**** Recorded information ****

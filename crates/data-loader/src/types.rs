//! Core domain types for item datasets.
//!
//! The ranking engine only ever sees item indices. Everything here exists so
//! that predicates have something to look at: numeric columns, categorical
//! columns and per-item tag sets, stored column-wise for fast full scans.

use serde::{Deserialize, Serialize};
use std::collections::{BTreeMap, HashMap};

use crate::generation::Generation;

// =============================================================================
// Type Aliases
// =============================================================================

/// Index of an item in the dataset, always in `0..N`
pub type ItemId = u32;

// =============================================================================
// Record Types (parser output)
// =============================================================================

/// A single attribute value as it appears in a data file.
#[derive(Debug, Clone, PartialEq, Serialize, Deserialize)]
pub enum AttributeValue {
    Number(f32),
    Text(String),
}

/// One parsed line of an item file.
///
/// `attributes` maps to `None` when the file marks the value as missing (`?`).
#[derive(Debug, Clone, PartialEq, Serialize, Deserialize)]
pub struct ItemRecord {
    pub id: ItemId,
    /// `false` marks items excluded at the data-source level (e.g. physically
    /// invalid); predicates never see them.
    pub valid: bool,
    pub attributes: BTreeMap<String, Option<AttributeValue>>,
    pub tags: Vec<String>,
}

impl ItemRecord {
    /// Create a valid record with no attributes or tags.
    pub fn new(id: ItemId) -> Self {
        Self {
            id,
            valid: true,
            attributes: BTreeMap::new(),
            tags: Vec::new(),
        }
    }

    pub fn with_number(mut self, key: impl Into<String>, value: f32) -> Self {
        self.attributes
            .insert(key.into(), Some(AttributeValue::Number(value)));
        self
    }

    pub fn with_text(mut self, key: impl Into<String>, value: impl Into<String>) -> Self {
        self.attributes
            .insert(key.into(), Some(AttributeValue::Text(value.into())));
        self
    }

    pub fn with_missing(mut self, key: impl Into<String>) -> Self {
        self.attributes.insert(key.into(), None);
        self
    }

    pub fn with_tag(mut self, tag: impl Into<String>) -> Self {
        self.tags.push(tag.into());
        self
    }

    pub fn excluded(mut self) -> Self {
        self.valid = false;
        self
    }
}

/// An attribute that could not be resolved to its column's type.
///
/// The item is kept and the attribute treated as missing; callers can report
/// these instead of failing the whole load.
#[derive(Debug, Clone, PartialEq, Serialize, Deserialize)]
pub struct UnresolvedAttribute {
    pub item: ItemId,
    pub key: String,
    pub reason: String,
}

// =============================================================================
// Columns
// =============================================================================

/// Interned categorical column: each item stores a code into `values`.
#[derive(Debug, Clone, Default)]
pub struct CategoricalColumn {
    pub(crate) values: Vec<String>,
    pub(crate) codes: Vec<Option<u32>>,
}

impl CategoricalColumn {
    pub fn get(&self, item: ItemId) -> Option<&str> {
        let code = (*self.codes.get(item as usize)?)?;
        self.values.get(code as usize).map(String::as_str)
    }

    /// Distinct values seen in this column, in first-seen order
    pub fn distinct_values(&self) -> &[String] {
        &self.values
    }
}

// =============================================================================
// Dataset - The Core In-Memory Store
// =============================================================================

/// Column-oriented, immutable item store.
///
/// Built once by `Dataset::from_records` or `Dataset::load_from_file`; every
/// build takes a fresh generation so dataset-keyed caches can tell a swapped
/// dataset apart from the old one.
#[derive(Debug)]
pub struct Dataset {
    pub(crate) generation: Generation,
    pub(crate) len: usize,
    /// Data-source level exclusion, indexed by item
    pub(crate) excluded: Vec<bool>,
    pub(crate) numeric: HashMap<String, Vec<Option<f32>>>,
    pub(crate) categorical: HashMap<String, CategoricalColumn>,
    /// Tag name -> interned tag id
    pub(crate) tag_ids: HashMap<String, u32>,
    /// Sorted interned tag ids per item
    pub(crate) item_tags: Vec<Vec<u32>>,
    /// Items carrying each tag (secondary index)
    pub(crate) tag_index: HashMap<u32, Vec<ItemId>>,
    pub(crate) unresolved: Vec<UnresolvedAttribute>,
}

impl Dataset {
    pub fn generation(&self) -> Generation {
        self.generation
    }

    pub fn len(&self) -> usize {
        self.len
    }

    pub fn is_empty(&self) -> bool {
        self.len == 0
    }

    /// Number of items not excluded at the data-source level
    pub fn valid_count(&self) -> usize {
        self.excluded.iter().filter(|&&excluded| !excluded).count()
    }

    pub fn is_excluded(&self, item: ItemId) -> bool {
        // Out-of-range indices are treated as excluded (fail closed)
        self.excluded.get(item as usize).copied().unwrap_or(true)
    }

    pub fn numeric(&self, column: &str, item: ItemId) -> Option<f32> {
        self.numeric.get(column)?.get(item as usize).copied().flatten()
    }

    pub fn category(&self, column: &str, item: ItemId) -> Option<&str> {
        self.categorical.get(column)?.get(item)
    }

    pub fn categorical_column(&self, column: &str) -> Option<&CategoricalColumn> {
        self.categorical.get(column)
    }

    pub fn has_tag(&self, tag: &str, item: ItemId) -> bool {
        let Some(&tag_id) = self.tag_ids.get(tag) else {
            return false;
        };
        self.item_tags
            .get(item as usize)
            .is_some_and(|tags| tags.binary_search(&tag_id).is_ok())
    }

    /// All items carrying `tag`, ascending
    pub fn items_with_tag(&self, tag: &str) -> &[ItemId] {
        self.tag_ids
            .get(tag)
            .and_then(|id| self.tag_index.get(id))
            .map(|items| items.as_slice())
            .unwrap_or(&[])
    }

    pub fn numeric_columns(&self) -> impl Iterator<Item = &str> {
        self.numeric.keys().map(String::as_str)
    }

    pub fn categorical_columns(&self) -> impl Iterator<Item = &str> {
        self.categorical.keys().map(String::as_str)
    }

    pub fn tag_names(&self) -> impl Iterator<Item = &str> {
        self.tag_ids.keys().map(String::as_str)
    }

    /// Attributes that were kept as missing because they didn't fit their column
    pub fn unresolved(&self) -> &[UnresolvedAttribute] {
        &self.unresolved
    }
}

****

Task directions
Search the records for lines holding the word "Core", then copy each line you find.

Reply to the task
//! Core domain types for item datasets.
// Dataset - The Core In-Memory Store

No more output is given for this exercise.